I think I’ve received hundreds of emails in the last three days, each explaining how every company who ever captured my contact information is dealing with COVID-19. Through the course of the last week, we’ve gone from hand sanitizer and disinfecting wipes to weeks-long store closures and self-isolation. For a lot of companies, this is a crash course in crisis communications. Most score in the C+ to D range.
Since many of us are running through potential worst-case scenarios in our heads anyway, here’s a list of the best ways to alienate your customers with one email during difficult times. Don’t worry—I don’t name names.
1. Try to be funny
Look, I have a dark sense of humor. Sometimes I even cope with trying times by making jokes. I’m not looking to a corporation to do that for me and, even if you somehow manage to make *me* laugh in the darkest of times, you risk pissing off 98% of your client base who don’t share my refined and sophisticated idea of what is—and isn’t—amusing.
2. Throw your employees under the bus
If you want my business after a crisis, whether it’s a global pandemic or just a run-of-the-mill PR nightmare, make sure I don’t read any headlines about how you laid off half your workforce or slashed their benefits for the sake of corporate profits or total shareholder value.
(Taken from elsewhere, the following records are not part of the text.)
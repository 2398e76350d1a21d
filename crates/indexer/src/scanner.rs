use coderag_chunker::Language;
use ignore::WalkBuilder;
use serde::{Deserialize, Serialize};
use std::path::{Path, PathBuf};

/// Directory walk options
#[derive(Debug, Clone, PartialEq, Eq, Serialize, Deserialize)]
#[serde(default)]
pub struct ScanOptions {
    /// Descend into dot-directories and pick up dot-files
    pub include_hidden: bool,
    /// Honor `.gitignore` / `.ignore` files found in the tree
    pub respect_gitignore: bool,
    /// Files larger than this are skipped
    pub max_file_size_bytes: u64,
}

impl Default for ScanOptions {
    fn default() -> Self {
        Self {
            include_hidden: true,
            respect_gitignore: false,
            max_file_size_bytes: MAX_FILE_SIZE_BYTES,
        }
    }
}

/// Scanner for finding source files the chunker has a language for
pub struct FileScanner {
    root: PathBuf,
    options: ScanOptions,
}

impl FileScanner {
    pub fn new(root: impl AsRef<Path>) -> Self {
        Self::with_options(root, ScanOptions::default())
    }

    pub fn with_options(root: impl AsRef<Path>, options: ScanOptions) -> Self {
        Self {
            root: root.as_ref().to_path_buf(),
            options,
        }
    }

    pub fn root(&self) -> &Path {
        &self.root
    }

    /// Recursively collect supported files in file-name order
    pub fn scan(&self) -> Vec<PathBuf> {
        let mut files = Vec::new();

        let root = self.root.clone();
        let respect_ignores = self.options.respect_gitignore;
        let mut builder = WalkBuilder::new(&self.root);
        builder
            .hidden(!self.options.include_hidden)
            .ignore(respect_ignores)
            .git_ignore(respect_ignores)
            .git_global(respect_ignores)
            .git_exclude(respect_ignores)
            .parents(respect_ignores)
            .require_git(false)
            .sort_by_file_name(|a, b| a.cmp(b));
        builder.filter_entry(move |entry| !FileScanner::is_ignored_scope(entry.path(), &root));

        for result in builder.build() {
            match result {
                Ok(entry) => {
                    let Some(file_type) = entry.file_type() else {
                        continue;
                    };
                    if !file_type.is_file() {
                        continue;
                    }

                    let path = entry.path();
                    if Language::from_path(path).is_none() {
                        continue;
                    }

                    if let Ok(meta) = entry.metadata() {
                        if meta.len() > self.options.max_file_size_bytes {
                            log::debug!(
                                "Skipping large file {} ({} bytes > {})",
                                path.display(),
                                meta.len(),
                                self.options.max_file_size_bytes
                            );
                            continue;
                        }
                    }

                    files.push(path.to_path_buf());
                }
                Err(e) => log::warn!("Failed to read entry: {e}"),
            }
        }

        log::info!("Found {} source files", files.len());
        files
    }

    fn is_ignored_scope(path: &Path, root: &Path) -> bool {
        let Ok(relative) = path.strip_prefix(root) else {
            return false;
        };
        relative.components().any(|component| match component {
            std::path::Component::Normal(name) => {
                let name = name.to_string_lossy();
                VCS_DIRS.iter().any(|vcs| *vcs == name)
            }
            _ => false,
        })
    }
}

/// Project-relative, `/`-separated form of `path`
pub fn relative_path(root: &Path, path: &Path) -> String {
    let relative = path.strip_prefix(root).unwrap_or(path);
    let mut normalized = relative.to_string_lossy().to_string();
    if normalized.contains('\\') {
        normalized = normalized.replace('\\', "/");
    }
    normalized
}

/// Version-control metadata never holds project sources
const VCS_DIRS: &[&str] = &[".git", ".hg", ".svn"];

const MAX_FILE_SIZE_BYTES: u64 = 1_048_576; // 1 MB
I understand better than anyone that you don’t want your company to go under, but people come first and the people who depend on you for a paycheck are more important than shareholders. In fact, the companies that have contacted me and let me know in writing that their employees would continue to be paid during a closure are the ones I’ll remember and continue to frequent when things are back to our new normal.
Every time a customer hears from you, consider it a moment of truth. Remind them why they like your company and why they continue to stay on your mailing list.
3. Keep your automated marketing and ads turned on
If I get a completely tone-deaf email or a happy-go-lucky social media ad when everyday life is crumbling around us, I will think less of your company. I know whoever is in charge of social media at your company just forgot to pause automated emails and the corporate social feed, but like it or not, your business now looks completely clueless.
4. Don’t even try to keep my business
More than one brand has been killed by a crisis. Every time a customer hears from you, consider it a moment of truth. Remind them why they like your company and why they continue to stay on your mailing list. And if you don’t have a real update, consider the adage that less is more. Everyone is being inundated with emails, texts and other communications so if you don’t have anything new to say, it’s OK to stay quiet.
5. Forget your humanity
Communications, even the corporate kind, have to start with people. If taking care of your employees is the foundation of your messaging and communications strategy, you will be able to weather the storm. A people-first philosophy builds loyalty not just from your staff but from your customers, and it just so happens to be the right thing to do. It might even help you sleep better at night.